[Stored data]
-*-*-
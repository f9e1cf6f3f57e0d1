//! Configuration loading and management

use std::net::SocketAddr;
use std::path::{Path, PathBuf};
use std::time::Duration;

use anyhow::{Context, Result};

use crate::announce::Strategy;

const ENV_PREFIX: &str = "PREVIEWER_";

/// Daemon configuration
#[derive(Debug, Clone)]
pub struct Config {
    /// Hotkey bindings file
    pub bindings_path: PathBuf,

    /// SQLite label database
    pub db_path: PathBuf,

    /// Where the screen reader client DLLs live
    pub dll_dir: PathBuf,

    /// Local address of the UI bridge
    pub ipc_addr: SocketAddr,

    pub debounce: Duration,
    /// Seconds per fast-forward/rewind step
    pub seek_step: f64,
    pub seek_repeat: Duration,
    pub poll_interval: Duration,
    pub probe_timeout: Duration,

    pub announcer: Strategy,

    /// Filter used when `RUST_LOG` is not set
    pub log_filter: String,
}

impl Config {
    /// Defaults next to the executable, overridden by `PREVIEWER_*` variables
    pub fn load() -> Result<Self> {
        let exe = std::env::current_exe().context("failed to locate executable")?;
        let base = exe.parent().unwrap_or_else(|| Path::new("."));
        Self::from_lookup(base, |key| std::env::var(key).ok())
    }

    fn defaults(base: &Path) -> Self {
        Self {
            bindings_path: base.join("hotkeys.json"),
            db_path: base.join("audio_labels.db"),
            dll_dir: base.to_path_buf(),
            ipc_addr: SocketAddr::from(([127, 0, 0, 1], 47_810)),
            debounce: Duration::from_millis(100),
            seek_step: 1.0,
            seek_repeat: Duration::from_millis(200),
            poll_interval: Duration::from_millis(50),
            probe_timeout: Duration::from_secs(5),
            announcer: Strategy::default(),
            log_filter: "info".to_string(),
        }
    }

    fn from_lookup(base: &Path, lookup: impl Fn(&str) -> Option<String>) -> Result<Self> {
        let mut config = Self::defaults(base);
        let var = |name: &str| lookup(&format!("{ENV_PREFIX}{name}")).filter(|v| !v.trim().is_empty());

        if let Some(v) = var("BINDINGS") {
            config.bindings_path = PathBuf::from(v);
        }
        if let Some(v) = var("DB") {
            config.db_path = PathBuf::from(v);
        }
        if let Some(v) = var("DLL_DIR") {
            config.dll_dir = PathBuf::from(v);
        }
        if let Some(v) = var("IPC_ADDR") {
            config.ipc_addr = v
                .trim()
                .parse()
                .with_context(|| format!("invalid {ENV_PREFIX}IPC_ADDR `{v}`"))?;
        }
        if let Some(v) = var("DEBOUNCE_MS") {
            config.debounce = millis("DEBOUNCE_MS", &v)?;
        }
        if let Some(v) = var("SEEK_STEP") {
            let step: f64 = v
                .trim()
                .parse()
                .with_context(|| format!("invalid {ENV_PREFIX}SEEK_STEP `{v}`"))?;
            anyhow::ensure!(step.is_finite() && step > 0.0, "{ENV_PREFIX}SEEK_STEP must be positive");
            config.seek_step = step;
        }
        if let Some(v) = var("SEEK_REPEAT_MS") {
            config.seek_repeat = millis("SEEK_REPEAT_MS", &v)?;
        }
        if let Some(v) = var("POLL_MS") {
            config.poll_interval = millis("POLL_MS", &v)?;
        }
        if let Some(v) = var("PROBE_TIMEOUT_MS") {
            config.probe_timeout = millis("PROBE_TIMEOUT_MS", &v)?;
        }
        if let Some(v) = var("ANNOUNCER") {
            config.announcer = v.parse().map_err(anyhow::Error::msg)?;
        }
        if let Some(v) = var("LOG") {
            config.log_filter = v;
        }

        Ok(config)
    }

    /// Make sure the files' parent directories exist
    pub fn ensure_dirs(&self) -> Result<()> {
        for path in [&self.bindings_path, &self.db_path] {
            if let Some(parent) = path.parent().filter(|p| !p.as_os_str().is_empty()) {
                std::fs::create_dir_all(parent)
                    .with_context(|| format!("failed to create {}", parent.display()))?;
            }
        }
        Ok(())
    }
}

fn millis(name: &str, value: &str) -> Result<Duration> {
    let ms: u64 = value
        .trim()
        .parse()
        .with_context(|| format!("invalid {ENV_PREFIX}{name} `{value}`"))?;
    anyhow::ensure!(ms > 0, "{ENV_PREFIX}{name} must be greater than zero");
    Ok(Duration::from_millis(ms))
}

#[cfg(test)]
mod tests {
    use std::collections::HashMap;

    use super::*;

    fn load_with(vars: &[(&str, &str)]) -> Result<Config> {
        let vars: HashMap<String, String> = vars
            .iter()
            .map(|(k, v)| (k.to_string(), v.to_string()))
            .collect();
        Config::from_lookup(Path::new("/opt/previewer"), |k| vars.get(k).cloned())
    }

    #[test]
    fn test_defaults_live_next_to_executable() {
        let config = load_with(&[]).unwrap();
        assert_eq!(config.bindings_path, Path::new("/opt/previewer/hotkeys.json"));
        assert_eq!(config.db_path, Path::new("/opt/previewer/audio_labels.db"));
        assert_eq!(config.debounce, Duration::from_millis(100));
        assert_eq!(config.seek_repeat, Duration::from_millis(200));
        assert_eq!(config.announcer, Strategy::Broadcast);
        assert!(config.ipc_addr.ip().is_loopback());
    }

    #[test]
    fn test_env_overrides() {
        let config = load_with(&[
            ("PREVIEWER_BINDINGS", "/tmp/keys.json"),
            ("PREVIEWER_IPC_ADDR", "127.0.0.1:9000"),
            ("PREVIEWER_DEBOUNCE_MS", "250"),
            ("PREVIEWER_SEEK_STEP", "2.5"),
            ("PREVIEWER_ANNOUNCER", "nvda"),
            ("PREVIEWER_LOG", "debug"),
        ])
        .unwrap();
        assert_eq!(config.bindings_path, Path::new("/tmp/keys.json"));
        assert_eq!(config.ipc_addr.port(), 9000);
        assert_eq!(config.debounce, Duration::from_millis(250));
        assert_eq!(config.seek_step, 2.5);
        assert_eq!(config.announcer, Strategy::Nvda);
        assert_eq!(config.log_filter, "debug");
    }

    #[test]
    fn test_blank_values_are_ignored() {
        let config = load_with(&[("PREVIEWER_DB", "  ")]).unwrap();
        assert_eq!(config.db_path, Path::new("/opt/previewer/audio_labels.db"));
    }

    #[test]
    fn test_invalid_values_are_rejected() {
        assert!(load_with(&[("PREVIEWER_DEBOUNCE_MS", "fast")]).is_err());
        assert!(load_with(&[("PREVIEWER_POLL_MS", "0")]).is_err());
        assert!(load_with(&[("PREVIEWER_SEEK_STEP", "-1")]).is_err());
        assert!(load_with(&[("PREVIEWER_ANNOUNCER", "jaws")]).is_err());
        assert!(load_with(&[("PREVIEWER_IPC_ADDR", "localhost")]).is_err());
    }

    #[test]
    fn test_ensure_dirs_creates_parents() {
        let dir = tempfile::tempdir().unwrap();
        let mut config = load_with(&[]).unwrap();
        config.bindings_path = dir.path().join("conf").join("hotkeys.json");
        config.db_path = dir.path().join("data").join("labels.db");
        config.ensure_dirs().unwrap();
        assert!(dir.path().join("conf").is_dir());
        assert!(dir.path().join("data").is_dir());
    }
}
-*-*-
Go through the data and return every record exactly.

● **Exercise response**:
repository f9e1cf6f3f57e0d1
//! Configuration loading and management

use std::net::SocketAddr;
use std::path::{Path, PathBuf};
use std::time::Duration;

use anyhow::{Context, Result};

use crate::announce::Strategy;

const ENV_PREFIX: &str = "PREVIEWER_";

/// Daemon configuration
#[derive(Debug, Clone)]
pub struct Config {
    /// Hotkey bindings file
    pub bindings_path: PathBuf,

    /// SQLite label database
    pub db_path: PathBuf,

    /// Where the screen reader client DLLs live
    pub dll_dir: PathBuf,

    /// Local address of the UI bridge
    pub ipc_addr: SocketAddr,

    pub debounce: Duration,
    /// Seconds per fast-forward/rewind step
    pub seek_step: f64,
    pub seek_repeat: Duration,
    pub poll_interval: Duration,
    pub probe_timeout: Duration,

    pub announcer: Strategy,

    /// Filter used when `RUST_LOG` is not set
    pub log_filter: String,
}

impl Config {
    /// Defaults next to the executable, overridden by `PREVIEWER_*` variables
    pub fn load() -> Result<Self> {
        let exe = std::env::current_exe().context("failed to locate executable")?;
        let base = exe.parent().unwrap_or_else(|| Path::new("."));
        Self::from_lookup(base, |key| std::env::var(key).ok())
    }

    fn defaults(base: &Path) -> Self {
        Self {
            bindings_path: base.join("hotkeys.json"),
            db_path: base.join("audio_labels.db"),
            dll_dir: base.to_path_buf(),
            ipc_addr: SocketAddr::from(([127, 0, 0, 1], 47_810)),
            debounce: Duration::from_millis(100),
            seek_step: 1.0,
            seek_repeat: Duration::from_millis(200),
            poll_interval: Duration::from_millis(50),
            probe_timeout: Duration::from_secs(5),
            announcer: Strategy::default(),
            log_filter: "info".to_string(),
        }
    }

    fn from_lookup(base: &Path, lookup: impl Fn(&str) -> Option<String>) -> Result<Self> {
        let mut config = Self::defaults(base);
        let var = |name: &str| lookup(&format!("{ENV_PREFIX}{name}")).filter(|v| !v.trim().is_empty());

        if let Some(v) = var("BINDINGS") {
            config.bindings_path = PathBuf::from(v);
        }
        if let Some(v) = var("DB") {
            config.db_path = PathBuf::from(v);
        }
        if let Some(v) = var("DLL_DIR") {
            config.dll_dir = PathBuf::from(v);
        }
        if let Some(v) = var("IPC_ADDR") {
            config.ipc_addr = v
                .trim()
                .parse()
                .with_context(|| format!("invalid {ENV_PREFIX}IPC_ADDR `{v}`"))?;
        }
        if let Some(v) = var("DEBOUNCE_MS") {
            config.debounce = millis("DEBOUNCE_MS", &v)?;
        }
        if let Some(v) = var("SEEK_STEP") {
            let step: f64 = v
                .trim()
                .parse()
                .with_context(|| format!("invalid {ENV_PREFIX}SEEK_STEP `{v}`"))?;
            anyhow::ensure!(step.is_finite() && step > 0.0, "{ENV_PREFIX}SEEK_STEP must be positive");
            config.seek_step = step;
        }
        if let Some(v) = var("SEEK_REPEAT_MS") {
            config.seek_repeat = millis("SEEK_REPEAT_MS", &v)?;
        }
        if let Some(v) = var("POLL_MS") {
            config.poll_interval = millis("POLL_MS", &v)?;
        }
        if let Some(v) = var("PROBE_TIMEOUT_MS") {
            config.probe_timeout = millis("PROBE_TIMEOUT_MS", &v)?;
        }
        if let Some(v) = var("ANNOUNCER") {
            config.announcer = v.parse().map_err(anyhow::Error::msg)?;
        }
        if let Some(v) = var("LOG") {
            config.log_filter = v;
        }

        Ok(config)
    }

    /// Make sure the files' parent directories exist
    pub fn ensure_dirs(&self) -> Result<()> {
        for path in [&self.bindings_path, &self.db_path] {
            if let Some(parent) = path.parent().filter(|p| !p.as_os_str().is_empty()) {
                std::fs::create_dir_all(parent)
                    .with_context(|| format!("failed to create {}", parent.display()))?;
            }
        }
        Ok(())
    }
}

fn millis(name: &str, value: &str) -> Result<Duration> {
    let ms: u64 = value
        .trim()
        .parse()
        .with_context(|| format!("invalid {ENV_PREFIX}{name} `{value}`"))?;
    anyhow::ensure!(ms > 0, "{ENV_PREFIX}{name} must be greater than zero");
    Ok(Duration::from_millis(ms))
}

#[cfg(test)]
mod tests {
    use std::collections::HashMap;

    use super::*;

    fn load_with(vars: &[(&str, &str)]) -> Result<Config> {
        let vars: HashMap<String, String> = vars
            .iter()
            .map(|(k, v)| (k.to_string(), v.to_string()))
            .collect();
        Config::from_lookup(Path::new("/opt/previewer"), |k| vars.get(k).cloned())
    }

    #[test]
    fn test_defaults_live_next_to_executable() {
        let config = load_with(&[]).unwrap();
        assert_eq!(config.bindings_path, Path::new("/opt/previewer/hotkeys.json"));
        assert_eq!(config.db_path, Path::new("/opt/previewer/audio_labels.db"));
        assert_eq!(config.debounce, Duration::from_millis(100));
        assert_eq!(config.seek_repeat, Duration::from_millis(200));
        assert_eq!(config.announcer, Strategy::Broadcast);
        assert!(config.ipc_addr.ip().is_loopback());
    }

    #[test]
    fn test_env_overrides() {
        let config = load_with(&[
            ("PREVIEWER_BINDINGS", "/tmp/keys.json"),
            ("PREVIEWER_IPC_ADDR", "127.0.0.1:9000"),
            ("PREVIEWER_DEBOUNCE_MS", "250"),
            ("PREVIEWER_SEEK_STEP", "2.5"),
            ("PREVIEWER_ANNOUNCER", "nvda"),
            ("PREVIEWER_LOG", "debug"),
        ])
        .unwrap();
        assert_eq!(config.bindings_path, Path::new("/tmp/keys.json"));
        assert_eq!(config.ipc_addr.port(), 9000);
        assert_eq!(config.debounce, Duration::from_millis(250));
        assert_eq!(config.seek_step, 2.5);
        assert_eq!(config.announcer, Strategy::Nvda);
        assert_eq!(config.log_filter, "debug");
    }

    #[test]
    fn test_blank_values_are_ignored() {
        let config = load_with(&[("PREVIEWER_DB", "  ")]).unwrap();
        assert_eq!(config.db_path, Path::new("/opt/previewer/audio_labels.db"));
    }

    #[test]
    fn test_invalid_values_are_rejected() {
        assert!(load_with(&[("PREVIEWER_DEBOUNCE_MS", "fast")]).is_err());
        assert!(load_with(&[("PREVIEWER_POLL_MS", "0")]).is_err());
        assert!(load_with(&[("PREVIEWER_SEEK_STEP", "-1")]).is_err());
        assert!(load_with(&[("PREVIEWER_ANNOUNCER", "jaws")]).is_err());
        assert!(load_with(&[("PREVIEWER_IPC_ADDR", "localhost")]).is_err());
    }

    #[test]
    fn test_ensure_dirs_creates_parents() {
        let dir = tempfile::tempdir().unwrap();
        let mut config = load_with(&[]).unwrap();
        config.bindings_path = dir.path().join("conf").join("hotkeys.json");
        config.db_path = dir.path().join("data").join("labels.db");
        config.ensure_dirs().unwrap();
        assert!(dir.path().join("conf").is_dir());
        assert!(dir.path().join("data").is_dir());
    }
}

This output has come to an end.